Broadcast license is what broadcasters pay for in order to be allowed to broadcast the licensed content.
The downside is that it's a per head (or per household) sum, not coupled to income like taxes would be. This is usually explained away by the fee being separate from the state, but the reality is that Germany actually has it all implemented, in the form of the opt-in "church tax" coupled to taxable income just like regular tax. Handled by the tax office, but not going too government coffers. Would be so easy to extend the implementation to public broadcasting, because you don't pay to consume the media, you pay to live in an environment that is not dominated by profit-driven broadcasting media. There are many negative things to say about our public broadcasting, but when I look at other countries that don't have strong public broadcasting, it's so much the lesser evil, totally worth the fee.

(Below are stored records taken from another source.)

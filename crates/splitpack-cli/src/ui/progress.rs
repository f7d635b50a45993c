//! Per-job progress spinners.

use indicatif::{MultiProgress, ProgressBar, ProgressDrawTarget, ProgressStyle};
use owo_colors::OwoColorize;
use splitpack::{JobConfig, JobReport};
use std::time::Duration;

use super::format_duration;

/// One spinner per job, finished as each job's report arrives.
///
/// Spinners are indexed like the job list they were created from, matching
/// the indices reported by
/// [`Orchestrator::run_all_with_progress`](splitpack::Orchestrator::run_all_with_progress).
///
/// # Examples
///
/// ```no_run
/// use splitpack::{Variant, derive};
/// use splitpack_cli::ui::JobProgress;
///
/// let jobs = derive(Variant::Node);
/// let progress = JobProgress::new(&jobs);
/// // ... run the jobs, calling progress.finish_job(index, &report) ...
/// progress.finish();
/// ```
pub struct JobProgress {
    multi: MultiProgress,
    bars: Vec<ProgressBar>,
}

impl JobProgress {
    /// Create a spinner for every job, drawn to stderr.
    pub fn new(jobs: &[JobConfig]) -> Self {
        Self::with_draw_target(jobs, ProgressDrawTarget::stderr())
    }

    /// Create spinners that draw nothing, for quiet mode and non-TTY output.
    pub fn hidden(jobs: &[JobConfig]) -> Self {
        Self::with_draw_target(jobs, ProgressDrawTarget::hidden())
    }

    /// Visible spinners when [`JobProgress::should_show`] allows, hidden otherwise.
    pub fn for_terminal(jobs: &[JobConfig]) -> Self {
        if Self::should_show() {
            Self::new(jobs)
        } else {
            Self::hidden(jobs)
        }
    }

    fn with_draw_target(jobs: &[JobConfig], target: ProgressDrawTarget) -> Self {
        let multi = MultiProgress::with_draw_target(target);
        let style = ProgressStyle::default_spinner()
            .template("  {spinner:.blue} {msg}")
            .expect("valid template")
            .tick_strings(&["⠋", "⠙", "⠹", "⠸", "⠼", "⠴", "⠦", "⠧", "⠇", "⠏", " "]);

        let bars = jobs
            .iter()
            .map(|job| {
                let pb = multi.add(ProgressBar::new_spinner());
                pb.set_style(style.clone());
                pb.set_message(format!(
                    "{} {}",
                    job.label(),
                    job.outfile().display().dimmed()
                ));
                pb.enable_steady_tick(Duration::from_millis(80));
                pb
            })
            .collect();

        Self { multi, bars }
    }

    /// Number of spinners.
    pub fn len(&self) -> usize {
        self.bars.len()
    }

    pub fn is_empty(&self) -> bool {
        self.bars.is_empty()
    }

    /// Mark job `index` as finished with a check mark or a cross.
    ///
    /// Unknown indices are ignored.
    pub fn finish_job(&self, index: usize, report: &JobReport) {
        let Some(pb) = self.bars.get(index) else {
            return;
        };

        let took = format_duration(report.duration);
        let message = if report.outcome.is_success() {
            format!("{} {} {}", "✓".green(), report.job.label(), took.dimmed())
        } else {
            format!("{} {} {}", "✗".red(), report.job.label(), "failed".red())
        };
        pb.finish_with_message(message);
    }

    /// Clear every spinner, finished or not.
    pub fn finish(self) {
        for bar in &self.bars {
            bar.finish_and_clear();
        }
        let _ = self.multi.clear();
    }

    /// Check if spinners should be shown.
    ///
    /// Returns `false` in quiet mode, in CI environments, or when stderr is
    /// not a TTY.
    pub fn should_show() -> bool {
        !super::is_quiet() && console::user_attended_stderr() && !super::is_ci()
    }
}

impl Drop for JobProgress {
    // Leave the terminal clean if the build is interrupted
    fn drop(&mut self) {
        for bar in &self.bars {
            if !bar.is_finished() {
                bar.finish_and_clear();
            }
        }
    }
}
//! Formatting utilities for sizes, durations, and build summaries.

use console::Term;
use owo_colors::OwoColorize;
use splitpack::{BuildReport, JobOutcome, JobReport};
use std::time::Duration;

use super::{error, is_quiet};

/// Format file size in human-readable format.
///
/// Converts bytes to the most appropriate unit (B, KB, MB, GB).
///
/// # Examples
///
/// ```
/// use splitpack_cli::ui::format_size;
///
/// assert_eq!(format_size(0), "0 B");
/// assert_eq!(format_size(500), "500 B");
/// assert_eq!(format_size(1024), "1.00 KB");
/// assert_eq!(format_size(1_048_576), "1.00 MB");
/// ```
pub fn format_size(bytes: u64) -> String {
    const UNITS: &[&str] = &["B", "KB", "MB", "GB"];

    if bytes == 0 {
        return "0 B".to_string();
    }

    let mut size = bytes as f64;
    let mut unit_idx = 0;

    while size >= 1024.0 && unit_idx < UNITS.len() - 1 {
        size /= 1024.0;
        unit_idx += 1;
    }

    if unit_idx == 0 {
        format!("{} {}", size as u64, UNITS[unit_idx])
    } else {
        format!("{:.2} {}", size, UNITS[unit_idx])
    }
}

/// Format duration in human-readable format.
///
/// # Examples
///
/// ```
/// use std::time::Duration;
/// use splitpack_cli::ui::format_duration;
///
/// assert_eq!(format_duration(Duration::from_millis(50)), "50ms");
/// assert_eq!(format_duration(Duration::from_millis(1500)), "1.50s");
/// assert_eq!(format_duration(Duration::from_secs(90)), "1m 30s");
/// ```
pub fn format_duration(duration: Duration) -> String {
    let total_ms = duration.as_millis();

    if total_ms < 1000 {
        format!("{}ms", total_ms)
    } else if total_ms < 60_000 {
        format!("{:.2}s", duration.as_secs_f64())
    } else {
        let secs = duration.as_secs();
        format!("{}m {}s", secs / 60, secs % 60)
    }
}

/// Plain one-line description of a finished job, e.g.
/// `esm  dist/node/index.mjs  1.20 KB  (35ms)`.
pub fn job_summary(report: &JobReport) -> String {
    let duration = format_duration(report.duration);

    match &report.outcome {
        JobOutcome::Success { artifact } => format!(
            "{:<4} {}  {}  ({})",
            report.job.format(),
            artifact.output_path.display(),
            format_size(artifact.output_size),
            duration
        ),
        JobOutcome::Failure { diagnostic } => format!(
            "{:<4} {}  failed ({}): {}",
            report.job.format(),
            report.job.outfile().display(),
            duration,
            diagnostic
        ),
    }
}

/// Print the build summary table to stderr.
///
/// One line per job in derivation order, then a total. Failed jobs are
/// always printed with their diagnostic, even in quiet mode.
pub fn print_build_summary(report: &BuildReport, elapsed: Duration) {
    for failed in report.failed() {
        error(&job_summary(failed));
    }

    if is_quiet() {
        return;
    }

    let term = Term::stderr();
    let width = term.size().1 as usize;

    eprintln!("\n{}", "Build Summary".bold().underline());
    eprintln!("{}", "─".repeat(width.clamp(20, 80)));

    for job in &report.jobs {
        let marker = if job.outcome.is_success() {
            format!("{}", "▸".blue())
        } else {
            format!("{}", "✗".red())
        };
        eprintln!("  {} {}", marker, job_summary(job));
    }

    eprintln!("{}", "─".repeat(width.clamp(20, 80)));

    let total_size: u64 = report
        .succeeded()
        .filter_map(|r| r.outcome.artifact())
        .map(|a| a.output_size)
        .sum();
    let failed = report.failed().count();

    eprintln!(
        "  {} {} written, {} failed, {} in {}",
        "Total:".bold(),
        report.jobs.len() - failed,
        failed,
        format_size(total_size).green(),
        format_duration(elapsed).green()
    );
}
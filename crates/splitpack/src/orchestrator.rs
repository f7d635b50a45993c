//! Concurrent dispatch of build jobs.
//!
//! Every job is spawned onto a `JoinSet` at once (optionally throttled by a
//! semaphore) and the orchestrator waits for all of them before deciding the
//! verdict. A failing job never cancels its siblings, so every artifact that
//! can be produced is written before the process exits.

use crate::bundler::{Bundler, BundlerAdapter};
use crate::config::{BaseConfig, JobConfig};
use crate::outcome::{BuildReport, JobOutcome, JobReport};
use crate::variant::Variant;
use std::sync::Arc;
use std::time::{Duration, Instant};
use tokio::sync::Semaphore;
use tokio::task::JoinSet;
use tracing::{debug, info, warn};

/// Dispatches jobs to a bundler and aggregates their outcomes.
#[derive(Debug, Clone)]
pub struct Orchestrator {
    adapter: BundlerAdapter,
    max_parallel: Option<usize>,
}

impl Orchestrator {
    pub fn new(bundler: Arc<dyn Bundler>) -> Self {
        Self {
            adapter: BundlerAdapter::new(bundler),
            max_parallel: None,
        }
    }

    /// Limit how many jobs run at once (default: all of them).
    pub fn max_parallel(mut self, max: usize) -> Self {
        self.max_parallel = Some(max.max(1));
        self
    }

    /// Derive the jobs of `variant` from `base` and run them.
    pub async fn run_variant(&self, base: &BaseConfig, variant: Variant) -> BuildReport {
        self.run_all(base.derive(variant)).await
    }

    /// Run every job to completion and aggregate the outcomes.
    ///
    /// Reports come back in the order of `jobs`, regardless of completion
    /// order. A job whose task panics is reported as a failure.
    pub async fn run_all(&self, jobs: Vec<JobConfig>) -> BuildReport {
        self.run_all_with_progress(jobs, |_, _| {}).await
    }

    /// Like [`Orchestrator::run_all`], calling `on_finished` with the job's
    /// index and report as each job completes.
    ///
    /// The callback runs on the awaiting task in completion order; panicked
    /// jobs are not reported through it.
    pub async fn run_all_with_progress<F>(&self, jobs: Vec<JobConfig>, on_finished: F) -> BuildReport
    where
        F: Fn(usize, &JobReport),
    {
        let permits = self.max_parallel.unwrap_or(jobs.len()).max(1);
        info!(jobs = jobs.len(), max_parallel = permits, "dispatching build jobs");

        let semaphore = Arc::new(Semaphore::new(permits));
        let mut join_set = JoinSet::new();

        for (index, job) in jobs.iter().cloned().enumerate() {
            let adapter = self.adapter.clone();
            let semaphore = Arc::clone(&semaphore);

            join_set.spawn(async move {
                // The semaphore is never closed; a failed acquire just runs unthrottled
                let _permit = semaphore.acquire_owned().await.ok();
                let started = Instant::now();
                let outcome = adapter.run(&job).await;
                (
                    index,
                    JobReport {
                        job,
                        outcome,
                        duration: started.elapsed(),
                    },
                )
            });
        }

        let mut slots: Vec<Option<JobReport>> = vec![None; jobs.len()];
        let mut panics = Vec::new();

        while let Some(res) = join_set.join_next().await {
            match res {
                Ok((index, report)) => {
                    debug!(job = %report.job.label(), success = report.outcome.is_success(), "job joined");
                    on_finished(index, &report);
                    slots[index] = Some(report);
                }
                Err(join_err) => {
                    warn!(error = %join_err, "build task panicked");
                    panics.push(join_err.to_string());
                }
            }
        }

        let reports = jobs
            .into_iter()
            .zip(slots)
            .map(|(job, slot)| {
                slot.unwrap_or_else(|| JobReport {
                    outcome: JobOutcome::Failure {
                        diagnostic: panic_diagnostic(&job, &panics),
                    },
                    job,
                    duration: Duration::ZERO,
                })
            })
            .collect();

        BuildReport::new(reports)
    }
}

fn panic_diagnostic(job: &JobConfig, panics: &[String]) -> String {
    if panics.is_empty() {
        format!("{}: missing result", job.label())
    } else {
        format!("{}: build task panicked ({})", job.label(), panics.join("; "))
    }
}
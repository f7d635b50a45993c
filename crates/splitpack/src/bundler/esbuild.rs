// esbuild integration - one esbuild process per job

use super::{BundleError, Bundler};
use crate::config::JobConfig;
use crate::outcome::BundleArtifact;
use async_trait::async_trait;
use std::ffi::OsString;
use std::path::{Path, PathBuf};
use tokio::process::Command;
use tracing::debug;
use which::which;

/// Name of the executable searched for when no explicit path is given.
pub const ESBUILD: &str = "esbuild";

/// esbuild bundler driving the esbuild CLI
///
/// Paths in a [`JobConfig`] are relative to the project root; the process is
/// started with that root as its working directory.
#[derive(Debug, Clone)]
pub struct EsbuildBundler {
    /// Path to the esbuild executable
    program: PathBuf,

    /// Project root
    cwd: PathBuf,
}

impl EsbuildBundler {
    /// Create a bundler with a specific esbuild path
    pub fn with_program(program: impl Into<PathBuf>, cwd: impl Into<PathBuf>) -> Self {
        Self {
            program: program.into(),
            cwd: cwd.into(),
        }
    }

    /// Locate esbuild for a project.
    ///
    /// Lookup order:
    /// 1. `explicit`, resolved against `cwd` when relative
    /// 2. `node_modules/.bin/esbuild` under `cwd`
    /// 3. `esbuild` on `PATH`
    ///
    /// Falls back to the bare name when nothing is found, so a missing
    /// executable surfaces as a [`BundleError::NotFound`] per job instead of
    /// aborting before dispatch.
    pub fn locate(cwd: impl Into<PathBuf>, explicit: Option<&Path>) -> Self {
        let cwd = cwd.into();

        let program = match explicit {
            Some(path) if path.is_absolute() => path.to_path_buf(),
            Some(path) if path.components().count() > 1 => cwd.join(path),
            Some(name) => which(name).unwrap_or_else(|_| name.to_path_buf()),
            None => local_install(&cwd)
                .or_else(|| which(ESBUILD).ok())
                .unwrap_or_else(|| PathBuf::from(ESBUILD)),
        };

        debug!(program = %program.display(), "using esbuild");
        Self { program, cwd }
    }

    pub fn program(&self) -> &Path {
        &self.program
    }

    pub fn cwd(&self) -> &Path {
        &self.cwd
    }

    /// Command-line arguments for one job.
    pub fn args(&self, job: &JobConfig) -> Vec<OsString> {
        let mut args: Vec<OsString> = vec![job.entry().as_os_str().to_owned()];

        if job.bundle() {
            args.push("--bundle".into());
        }

        let mut outfile = OsString::from("--outfile=");
        outfile.push(job.outfile());
        args.push(outfile);

        args.push(format!("--format={}", job.format().as_str()).into());
        args.push(format!("--platform={}", job.platform().as_str()).into());
        args.push(format!("--target={}", job.target().as_str()).into());

        if job.sourcemap() {
            args.push("--sourcemap".into());
        }

        if job.minify() {
            args.push("--minify".into());
        }

        for package in job.external() {
            args.push(format!("--external:{package}").into());
        }

        args
    }

    fn resolve(&self, path: &Path) -> PathBuf {
        if path.is_absolute() {
            path.to_path_buf()
        } else {
            self.cwd.join(path)
        }
    }
}

fn local_install(cwd: &Path) -> Option<PathBuf> {
    let bin = cwd.join("node_modules").join(".bin");
    let candidates: &[&str] = if cfg!(windows) {
        &["esbuild.cmd", "esbuild.exe"]
    } else {
        &[ESBUILD]
    };

    candidates
        .iter()
        .map(|name| bin.join(name))
        .find(|path| path.is_file())
}

#[async_trait]
impl Bundler for EsbuildBundler {
    async fn bundle(&self, job: &JobConfig) -> Result<BundleArtifact, BundleError> {
        let outfile = self.resolve(job.outfile());

        // Ensure output directory exists
        if let Some(parent) = outfile.parent() {
            tokio::fs::create_dir_all(parent)
                .await
                .map_err(|source| BundleError::Io {
                    path: parent.to_path_buf(),
                    source,
                })?;
        }

        let output = Command::new(&self.program)
            .args(self.args(job))
            .current_dir(&self.cwd)
            .output()
            .await
            .map_err(|source| {
                if source.kind() == std::io::ErrorKind::NotFound {
                    BundleError::NotFound {
                        program: self.program.clone(),
                    }
                } else {
                    BundleError::SpawnFailed {
                        program: self.program.clone(),
                        source,
                    }
                }
            })?;

        if !output.status.success() {
            let stderr = String::from_utf8_lossy(&output.stderr).trim().to_string();
            return Err(BundleError::ExitStatus {
                program: self.program.clone(),
                status: output.status.to_string(),
                stderr: (!stderr.is_empty()).then_some(stderr),
            });
        }

        let output_size = tokio::fs::metadata(&outfile)
            .await
            .map_err(|_| BundleError::MissingOutput(job.outfile().to_path_buf()))?
            .len();

        // esbuild only writes the map when it has mappings to record
        let source_map = match job.sourcemap_path() {
            Some(map) if tokio::fs::try_exists(self.resolve(&map)).await.unwrap_or(false) => {
                Some(map)
            }
            _ => None,
        };

        Ok(BundleArtifact {
            output_path: job.outfile().to_path_buf(),
            output_size,
            source_map,
        })
    }
}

(personally, I'd love to see that "church tax implementation" opened up to all kinds of opt-in membership organisations that would see value in income-coupled membership fees, I believe that a lot of good things could work that way, with people of all income levels enjoying an objectively fair way of contributing)
Back in Portugal, we took the approach that radio tax is part of the electricity bill, and when TVs came to be, the radio tax became TV tax as well.
Nothing else, doesn't matter how many people live on the household, if there are Internet devices, radio on the car, whatever.
Same applies to the church tax, everyone pays, it is part of the taxes and no one else, besides the state gets to see how much it is in practice.